Because adolescence is characterized as a time of rapid change, frequent mood fluctuation, increased irritability, and pulling away from family or other previous social supports, frank depression is often either overlooked or misdiagnosed. Adolescent depression may present with initial symptoms that are unlike those occurring in adulthood, such as school refusal, decreased academic performance, disordered eating behavior, anxiety, alcohol or drug abuse, behavior changes, or vague physical symptoms. Accurate diagnosis at onset may be difficult.

Treatment

There is a variety of possible treatments for adolescent depression.
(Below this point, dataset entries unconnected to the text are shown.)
use std::collections::HashMap;
use std::sync::atomic::{AtomicU64, Ordering};
use std::sync::Arc;

use parking_lot::Mutex;
use tokio::sync::Mutex as AsyncMutex;

/// Process-wide registry of per-show admission locks.
///
/// Each show gets exactly one lock for the lifetime of the process; repeated
/// calls hand back the same instance. The registry's own mutex covers only
/// the map lookup-or-insert, never the booking logic, so admissions for
/// unrelated shows contend here only for the duration of a map operation.
/// Entries are never removed: shows are long-lived relative to the process.
pub struct ShowLocks {
    locks: Mutex<HashMap<i64, Arc<AsyncMutex<()>>>>,
    acquisitions: AtomicU64,
}

impl ShowLocks {
    pub fn new() -> Self {
        Self {
            locks: Mutex::new(HashMap::new()),
            acquisitions: AtomicU64::new(0),
        }
    }

    /// Returns the admission lock for `show_id`, creating it on first use.
    pub fn lock_for(&self, show_id: i64) -> Arc<AsyncMutex<()>> {
        self.acquisitions.fetch_add(1, Ordering::Relaxed);
        let mut locks = self.locks.lock();
        locks
            .entry(show_id)
            .or_insert_with(|| Arc::new(AsyncMutex::new(())))
            .clone()
    }

    /// How many times a lock was handed out. Test instrumentation.
    pub fn acquisitions(&self) -> u64 {
        self.acquisitions.load(Ordering::Relaxed)
    }

    /// Number of shows with a registered lock.
    pub fn len(&self) -> usize {
        self.locks.lock().len()
    }

    pub fn is_empty(&self) -> bool {
        self.len() == 0
    }
}

impl Default for ShowLocks {
    fn default() -> Self {
        Self::new()
    }
}
use axum::{
    extract::{Path, State},
    http::StatusCode,
    response::IntoResponse,
    routing::get,
    Json, Router,
};
use serde_json::json;
use std::sync::Arc;

use crate::models::{Movie, Show};
use crate::AppState;

pub fn routes() -> Router<Arc<AppState>> {
    Router::new()
        .route("/movies", get(list_movies))
        .route("/movies/{id}", get(movie_detail))
}

// GET /api/movies
async fn list_movies(
    State(state): State<Arc<AppState>>,
) -> Result<impl IntoResponse, (StatusCode, String)> {
    let movies = sqlx::query_as::<_, Movie>(
        "SELECT id, title, description, duration_minutes, genre, image_url
         FROM movies
         ORDER BY title",
    )
    .fetch_all(&state.db.pool)
    .await
    .map_err(|e| {
        tracing::error!("list_movies sql error: {:?}", e);
        (
            StatusCode::INTERNAL_SERVER_ERROR,
            "Failed to retrieve movies".to_string(),
        )
    })?;

    Ok((StatusCode::OK, Json(json!({ "success": true, "data": movies }))))
}

// GET /api/movies/{id}
async fn movie_detail(
    State(state): State<Arc<AppState>>,
    Path(id): Path<i64>,
) -> Result<impl IntoResponse, (StatusCode, String)> {
    let movie = sqlx::query_as::<_, Movie>(
        "SELECT id, title, description, duration_minutes, genre, image_url
         FROM movies
         WHERE id = $1",
    )
    .bind(id)
    .fetch_optional(&state.db.pool)
    .await
    .map_err(|e| {
        tracing::error!("movie_detail sql error: {:?}", e);
        (
            StatusCode::INTERNAL_SERVER_ERROR,
            "Failed to retrieve movie".to_string(),
        )
    })?
    .ok_or((StatusCode::NOT_FOUND, "Movie not found".to_string()))?;

    let shows = sqlx::query_as::<_, Show>(
        "SELECT id, movie_id, starts_at, hall_number, total_seats, ticket_price
         FROM shows
         WHERE movie_id = $1
         ORDER BY starts_at",
    )
    .bind(id)
    .fetch_all(&state.db.pool)
    .await
    .map_err(|e| {
        tracing::error!("movie_detail shows sql error: {:?}", e);
        (
            StatusCode::INTERNAL_SERVER_ERROR,
            "Failed to retrieve shows".to_string(),
        )
    })?;

    Ok((
        StatusCode::OK,
        Json(json!({ "success": true, "data": { "movie": movie, "shows": shows } })),
    ))
}
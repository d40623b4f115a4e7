pub mod bookings;
pub mod movies;
pub mod shows;

use axum::Router;
use std::sync::Arc;

pub fn routes() -> Router<Arc<crate::AppState>> {
    Router::new()
        .merge(movies::routes())
        .merge(shows::routes())
        .merge(bookings::routes())
}
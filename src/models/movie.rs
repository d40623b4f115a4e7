use serde::{Deserialize, Serialize};
use sqlx::FromRow;

#[derive(Debug, Clone, FromRow, Serialize, Deserialize)]
pub struct Movie {
    pub id: i64,
    pub title: String,
    pub description: Option<String>,
    pub duration_minutes: i32,
    pub genre: String,
    pub image_url: Option<String>,
}
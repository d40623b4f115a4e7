pub mod booking;
pub mod movie;
pub mod seat;
pub mod show;

pub use booking::Booking;
pub use movie::Movie;
pub use seat::{Seat, SeatLayout};
pub use show::Show;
Options depend on patient age; type and severity of symptoms; number of previous depressive episodes; frequency of recurrence; whether or not suicidal thoughts, plans, or attempts are a current concern; level of interference with activities of daily living; severity of depression; environmental concerns such as family supports, stability of living situation, or exposure to significant stressors (such as domestic violence or substance abuse); previous treatment outcomes; and motivation for treatment by adolescent and family, or other support system.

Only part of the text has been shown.